Binding to large enzyme pockets : small-molecule inhibitors of trypanothione reductase
Date Issued
2014-01-01
Author(s)
Persch, Elke
Bryson, Steve
Todoroff, Nickolay K
Eberle, Christian
Thelemann, Jonas
Dirdjaja, Natalie
Weber, Maria
Derbani, Hassan
Schneider, Gisbert
Pai, Emil F
Krauth-Siegel, R Luise
Diederich, François
DOI
10.1002/cmdc.201402032
Abstract
The causative agents of the parasitic disease human African trypanosomiasis belong to the family of trypanosomatids. These parasitic protozoa exhibit a unique thiol redox metabolism that is based on the flavoenzyme trypanothione reductase (TR). TR was identified as a potential drug target and features a large active site that allows a multitude of possible ligand orientations, which renders rational structure-based inhibitor design highly challenging.
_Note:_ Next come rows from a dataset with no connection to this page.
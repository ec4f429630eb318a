use std::{
    io::{self, BufWriter},
    process::ExitCode,
};

use anyhow::{Context, Result};
use calc::{
    caret_at_position,
    lexer::lexer::tokenize,
    parser::parser::evaluate,
    repl::{format_value, Repl, ReplConfig},
};
use clap::Parser;
use tracing_subscriber::EnvFilter;

#[derive(Parser)]
#[command(name = "calc")]
#[command(version, about = "Interactive arithmetic expression evaluator", long_about = None)]
struct Cli {
    /// Evaluate a single expression and exit instead of starting the loop
    #[arg(short, long)]
    expr: Option<String>,
    /// With --expr, print the tokens of the expression instead of its value
    #[arg(long, requires = "expr")]
    tokens: bool,
    /// Prompt shown by the interactive loop
    #[arg(long, default_value = "Calc> ")]
    prompt: String,
}

fn main() -> Result<ExitCode> {
    init_tracing();
    let cli = Cli::parse();

    match cli.expr {
        Some(expr) if cli.tokens => Ok(print_tokens(&expr)),
        Some(expr) => Ok(evaluate_once(&expr)),
        None => {
            let config = ReplConfig {
                prompt: cli.prompt,
                ..ReplConfig::default()
            };

            let stdin = io::stdin();
            let stdout = io::stdout();
            Repl::new(stdin.lock(), BufWriter::new(stdout.lock()), config)
                .run()
                .context("interactive loop failed")?;

            Ok(ExitCode::SUCCESS)
        }
    }
}

fn evaluate_once(expr: &str) -> ExitCode {
    match evaluate(expr) {
        Ok(value) => {
            println!("{}", format_value(value));
            ExitCode::SUCCESS
        }
        Err(error) => {
            eprintln!("Error: {}", error);
            eprintln!("{}", caret_at_position(expr, error.get_position()));
            ExitCode::FAILURE
        }
    }
}

fn print_tokens(expr: &str) -> ExitCode {
    match tokenize(expr) {
        Ok(tokens) => {
            for token in tokens {
                println!("{}", token.debug());
            }
            ExitCode::SUCCESS
        }
        Err(error) => {
            eprintln!("Error: {}", error);
            ExitCode::FAILURE
        }
    }
}

fn init_tracing() {
    let filter = match EnvFilter::try_from_default_env() {
        Ok(filter) => filter,
        Err(_) => EnvFilter::new("warn"),
    };

    let _ = tracing_subscriber::fmt()
        .with_env_filter(filter)
        .with_writer(io::stderr)
        .try_init();
}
Herein we describe the synthesis, binding properties, and kinetic analysis of a new series of small-molecule inhibitors of TR. The conjunction of biological activities, mutation studies, and virtual ligand docking simulations led to the prediction of a binding mode that was confirmed by crystal structure analysis. The crystal structures revealed that the ligands bind to the hydrophobic wall of the so-called "mepacrine binding site". The binding conformation and potency of the inhibitors varied for TR from Trypanosoma brucei and T. cruzi.